Record set =
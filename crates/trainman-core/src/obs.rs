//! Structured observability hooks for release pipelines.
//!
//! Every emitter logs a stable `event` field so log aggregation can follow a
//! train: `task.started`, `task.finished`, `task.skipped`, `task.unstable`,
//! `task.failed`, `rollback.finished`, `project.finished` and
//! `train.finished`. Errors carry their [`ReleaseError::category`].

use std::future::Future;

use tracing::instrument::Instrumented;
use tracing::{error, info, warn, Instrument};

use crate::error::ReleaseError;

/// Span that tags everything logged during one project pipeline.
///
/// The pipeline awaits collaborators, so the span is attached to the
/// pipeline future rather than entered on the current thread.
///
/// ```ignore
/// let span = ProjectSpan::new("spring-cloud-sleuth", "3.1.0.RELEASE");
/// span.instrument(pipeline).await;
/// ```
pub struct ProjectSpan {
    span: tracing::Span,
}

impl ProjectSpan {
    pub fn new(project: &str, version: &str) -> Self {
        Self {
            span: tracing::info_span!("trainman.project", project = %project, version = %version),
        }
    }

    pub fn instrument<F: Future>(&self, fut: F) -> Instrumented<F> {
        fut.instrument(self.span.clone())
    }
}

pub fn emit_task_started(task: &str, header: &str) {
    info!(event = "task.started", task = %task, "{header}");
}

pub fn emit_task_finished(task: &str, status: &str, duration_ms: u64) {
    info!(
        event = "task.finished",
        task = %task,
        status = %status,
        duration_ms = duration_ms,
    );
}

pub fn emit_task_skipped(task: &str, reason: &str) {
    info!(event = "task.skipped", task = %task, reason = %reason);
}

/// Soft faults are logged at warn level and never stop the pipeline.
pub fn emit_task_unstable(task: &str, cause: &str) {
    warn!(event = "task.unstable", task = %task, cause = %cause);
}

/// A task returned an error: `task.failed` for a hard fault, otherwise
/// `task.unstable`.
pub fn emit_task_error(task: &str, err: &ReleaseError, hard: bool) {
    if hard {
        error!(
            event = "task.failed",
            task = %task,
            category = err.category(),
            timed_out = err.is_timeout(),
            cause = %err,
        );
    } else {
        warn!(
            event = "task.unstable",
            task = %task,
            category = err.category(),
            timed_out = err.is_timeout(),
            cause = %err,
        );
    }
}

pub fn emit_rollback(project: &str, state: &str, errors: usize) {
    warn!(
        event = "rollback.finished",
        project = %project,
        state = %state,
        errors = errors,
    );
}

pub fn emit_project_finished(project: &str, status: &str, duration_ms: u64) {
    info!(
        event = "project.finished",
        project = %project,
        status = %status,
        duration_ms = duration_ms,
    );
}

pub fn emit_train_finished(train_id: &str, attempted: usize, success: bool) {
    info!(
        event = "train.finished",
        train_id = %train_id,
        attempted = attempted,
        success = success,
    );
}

--

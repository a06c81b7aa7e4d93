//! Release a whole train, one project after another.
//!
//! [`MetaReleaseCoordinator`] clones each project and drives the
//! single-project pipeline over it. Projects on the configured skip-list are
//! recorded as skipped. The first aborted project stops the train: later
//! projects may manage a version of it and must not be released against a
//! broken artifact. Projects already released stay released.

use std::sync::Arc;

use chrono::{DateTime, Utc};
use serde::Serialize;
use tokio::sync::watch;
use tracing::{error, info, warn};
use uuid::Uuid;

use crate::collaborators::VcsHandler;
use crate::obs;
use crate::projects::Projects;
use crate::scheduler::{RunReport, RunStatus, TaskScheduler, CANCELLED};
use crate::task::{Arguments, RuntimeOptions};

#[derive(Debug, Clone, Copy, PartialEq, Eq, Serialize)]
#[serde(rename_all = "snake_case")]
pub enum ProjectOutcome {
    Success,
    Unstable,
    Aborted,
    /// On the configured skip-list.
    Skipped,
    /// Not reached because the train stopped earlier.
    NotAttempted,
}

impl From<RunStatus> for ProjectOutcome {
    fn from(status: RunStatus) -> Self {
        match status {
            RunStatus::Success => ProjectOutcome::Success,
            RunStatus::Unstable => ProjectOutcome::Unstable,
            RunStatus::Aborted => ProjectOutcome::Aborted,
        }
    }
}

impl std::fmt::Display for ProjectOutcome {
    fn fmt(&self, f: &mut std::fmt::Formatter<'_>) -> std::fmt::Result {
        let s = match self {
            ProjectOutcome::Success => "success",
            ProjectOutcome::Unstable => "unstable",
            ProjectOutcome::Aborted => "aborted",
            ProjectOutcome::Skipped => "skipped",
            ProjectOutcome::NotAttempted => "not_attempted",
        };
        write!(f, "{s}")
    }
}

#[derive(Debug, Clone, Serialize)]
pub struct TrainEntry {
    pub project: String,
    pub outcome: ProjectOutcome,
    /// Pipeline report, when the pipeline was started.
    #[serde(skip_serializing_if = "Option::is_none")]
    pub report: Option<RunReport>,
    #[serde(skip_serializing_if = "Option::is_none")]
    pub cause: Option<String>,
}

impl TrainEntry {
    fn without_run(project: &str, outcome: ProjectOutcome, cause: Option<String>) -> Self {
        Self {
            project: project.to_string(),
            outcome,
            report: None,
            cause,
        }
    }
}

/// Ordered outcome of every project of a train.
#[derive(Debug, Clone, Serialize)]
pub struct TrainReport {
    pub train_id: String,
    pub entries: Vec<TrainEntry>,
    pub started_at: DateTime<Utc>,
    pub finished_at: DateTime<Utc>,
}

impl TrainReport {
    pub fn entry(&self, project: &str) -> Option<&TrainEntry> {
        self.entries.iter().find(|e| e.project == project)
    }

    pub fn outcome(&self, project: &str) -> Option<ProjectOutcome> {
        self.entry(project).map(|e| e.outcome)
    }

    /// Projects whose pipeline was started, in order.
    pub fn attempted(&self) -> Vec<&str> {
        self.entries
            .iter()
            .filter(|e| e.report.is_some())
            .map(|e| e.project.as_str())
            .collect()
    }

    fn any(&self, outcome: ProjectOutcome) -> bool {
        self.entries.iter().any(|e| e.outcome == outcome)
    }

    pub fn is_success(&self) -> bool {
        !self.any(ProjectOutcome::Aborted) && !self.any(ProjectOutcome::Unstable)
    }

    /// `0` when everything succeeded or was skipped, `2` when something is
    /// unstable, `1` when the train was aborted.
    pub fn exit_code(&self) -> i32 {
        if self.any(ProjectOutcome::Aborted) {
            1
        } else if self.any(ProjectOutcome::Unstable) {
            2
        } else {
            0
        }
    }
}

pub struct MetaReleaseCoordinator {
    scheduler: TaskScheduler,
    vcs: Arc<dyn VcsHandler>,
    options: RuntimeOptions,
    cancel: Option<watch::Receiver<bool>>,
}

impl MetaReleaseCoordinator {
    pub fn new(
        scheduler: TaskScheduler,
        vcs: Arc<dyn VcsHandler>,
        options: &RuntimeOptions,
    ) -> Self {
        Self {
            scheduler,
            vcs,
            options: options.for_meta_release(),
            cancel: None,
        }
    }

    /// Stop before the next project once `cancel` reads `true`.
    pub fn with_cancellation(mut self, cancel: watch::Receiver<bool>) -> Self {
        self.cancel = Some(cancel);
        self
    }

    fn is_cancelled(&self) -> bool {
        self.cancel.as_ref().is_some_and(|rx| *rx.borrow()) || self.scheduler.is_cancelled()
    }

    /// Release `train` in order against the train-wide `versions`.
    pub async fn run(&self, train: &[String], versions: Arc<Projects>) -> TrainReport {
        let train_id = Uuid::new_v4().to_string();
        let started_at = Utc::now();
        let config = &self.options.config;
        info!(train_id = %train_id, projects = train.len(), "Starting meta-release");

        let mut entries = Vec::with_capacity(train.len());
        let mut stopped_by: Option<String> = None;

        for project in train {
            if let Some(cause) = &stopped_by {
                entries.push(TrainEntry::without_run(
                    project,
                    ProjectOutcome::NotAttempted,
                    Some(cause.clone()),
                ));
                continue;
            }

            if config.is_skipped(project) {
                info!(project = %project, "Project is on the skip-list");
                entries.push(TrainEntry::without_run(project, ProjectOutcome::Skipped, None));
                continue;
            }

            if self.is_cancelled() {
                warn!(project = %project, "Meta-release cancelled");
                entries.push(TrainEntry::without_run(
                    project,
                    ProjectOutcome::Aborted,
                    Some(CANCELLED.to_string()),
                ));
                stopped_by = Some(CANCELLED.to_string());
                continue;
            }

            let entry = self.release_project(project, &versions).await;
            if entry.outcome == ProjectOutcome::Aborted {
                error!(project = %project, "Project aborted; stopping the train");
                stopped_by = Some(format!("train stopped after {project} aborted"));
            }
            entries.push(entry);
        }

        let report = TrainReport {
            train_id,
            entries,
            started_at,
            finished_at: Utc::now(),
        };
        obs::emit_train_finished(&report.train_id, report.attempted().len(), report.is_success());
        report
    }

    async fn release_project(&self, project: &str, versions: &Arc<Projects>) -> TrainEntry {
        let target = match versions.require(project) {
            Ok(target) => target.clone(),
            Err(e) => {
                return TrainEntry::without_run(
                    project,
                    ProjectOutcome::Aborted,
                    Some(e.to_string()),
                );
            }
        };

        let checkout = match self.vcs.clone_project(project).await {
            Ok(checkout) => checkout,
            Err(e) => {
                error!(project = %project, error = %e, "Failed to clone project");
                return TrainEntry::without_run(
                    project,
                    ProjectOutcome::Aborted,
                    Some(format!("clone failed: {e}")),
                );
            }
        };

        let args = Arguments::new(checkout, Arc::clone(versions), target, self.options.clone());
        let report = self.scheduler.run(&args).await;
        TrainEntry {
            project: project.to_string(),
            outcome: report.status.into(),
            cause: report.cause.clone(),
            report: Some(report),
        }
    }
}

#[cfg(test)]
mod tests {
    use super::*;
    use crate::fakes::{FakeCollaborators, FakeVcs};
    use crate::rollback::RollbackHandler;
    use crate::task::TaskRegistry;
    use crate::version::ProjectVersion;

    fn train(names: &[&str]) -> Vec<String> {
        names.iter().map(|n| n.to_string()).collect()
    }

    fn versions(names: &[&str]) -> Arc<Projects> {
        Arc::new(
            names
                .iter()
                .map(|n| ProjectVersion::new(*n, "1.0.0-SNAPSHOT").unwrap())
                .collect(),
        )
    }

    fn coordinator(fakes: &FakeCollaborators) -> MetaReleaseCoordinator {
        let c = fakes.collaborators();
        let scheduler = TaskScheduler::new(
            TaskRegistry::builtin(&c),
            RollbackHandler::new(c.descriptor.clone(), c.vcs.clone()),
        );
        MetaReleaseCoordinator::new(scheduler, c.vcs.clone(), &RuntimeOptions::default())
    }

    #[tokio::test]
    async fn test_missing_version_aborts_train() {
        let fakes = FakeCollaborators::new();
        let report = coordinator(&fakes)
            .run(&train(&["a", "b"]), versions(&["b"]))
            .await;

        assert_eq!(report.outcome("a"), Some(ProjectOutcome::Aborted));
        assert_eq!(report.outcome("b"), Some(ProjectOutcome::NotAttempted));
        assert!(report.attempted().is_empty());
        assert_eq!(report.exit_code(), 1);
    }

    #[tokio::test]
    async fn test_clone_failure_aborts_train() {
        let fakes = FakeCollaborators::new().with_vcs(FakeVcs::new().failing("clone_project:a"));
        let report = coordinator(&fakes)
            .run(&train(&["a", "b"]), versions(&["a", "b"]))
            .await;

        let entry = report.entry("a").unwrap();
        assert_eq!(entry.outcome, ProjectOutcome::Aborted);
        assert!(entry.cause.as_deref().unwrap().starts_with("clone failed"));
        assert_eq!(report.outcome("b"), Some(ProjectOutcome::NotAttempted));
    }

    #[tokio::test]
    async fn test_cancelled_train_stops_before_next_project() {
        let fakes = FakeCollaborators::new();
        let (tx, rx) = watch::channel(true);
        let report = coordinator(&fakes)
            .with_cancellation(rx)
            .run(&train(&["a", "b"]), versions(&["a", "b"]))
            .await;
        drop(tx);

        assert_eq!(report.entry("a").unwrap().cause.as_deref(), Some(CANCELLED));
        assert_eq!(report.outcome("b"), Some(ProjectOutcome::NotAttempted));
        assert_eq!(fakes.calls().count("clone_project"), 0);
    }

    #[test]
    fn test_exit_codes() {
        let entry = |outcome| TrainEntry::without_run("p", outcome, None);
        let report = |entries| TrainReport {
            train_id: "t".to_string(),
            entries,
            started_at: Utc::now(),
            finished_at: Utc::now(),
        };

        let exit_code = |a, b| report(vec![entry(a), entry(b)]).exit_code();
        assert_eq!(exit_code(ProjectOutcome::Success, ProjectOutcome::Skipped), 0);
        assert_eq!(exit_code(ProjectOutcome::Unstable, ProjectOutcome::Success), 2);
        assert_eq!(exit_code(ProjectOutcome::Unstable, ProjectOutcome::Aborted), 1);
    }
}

What you have to do = Where does the string "Instrumented" occur in the data above? Copy every line that holds it.

Solution =
use tracing::instrument::Instrumented;
    pub fn instrument<F: Future>(&self, fut: F) -> Instrumented<F> {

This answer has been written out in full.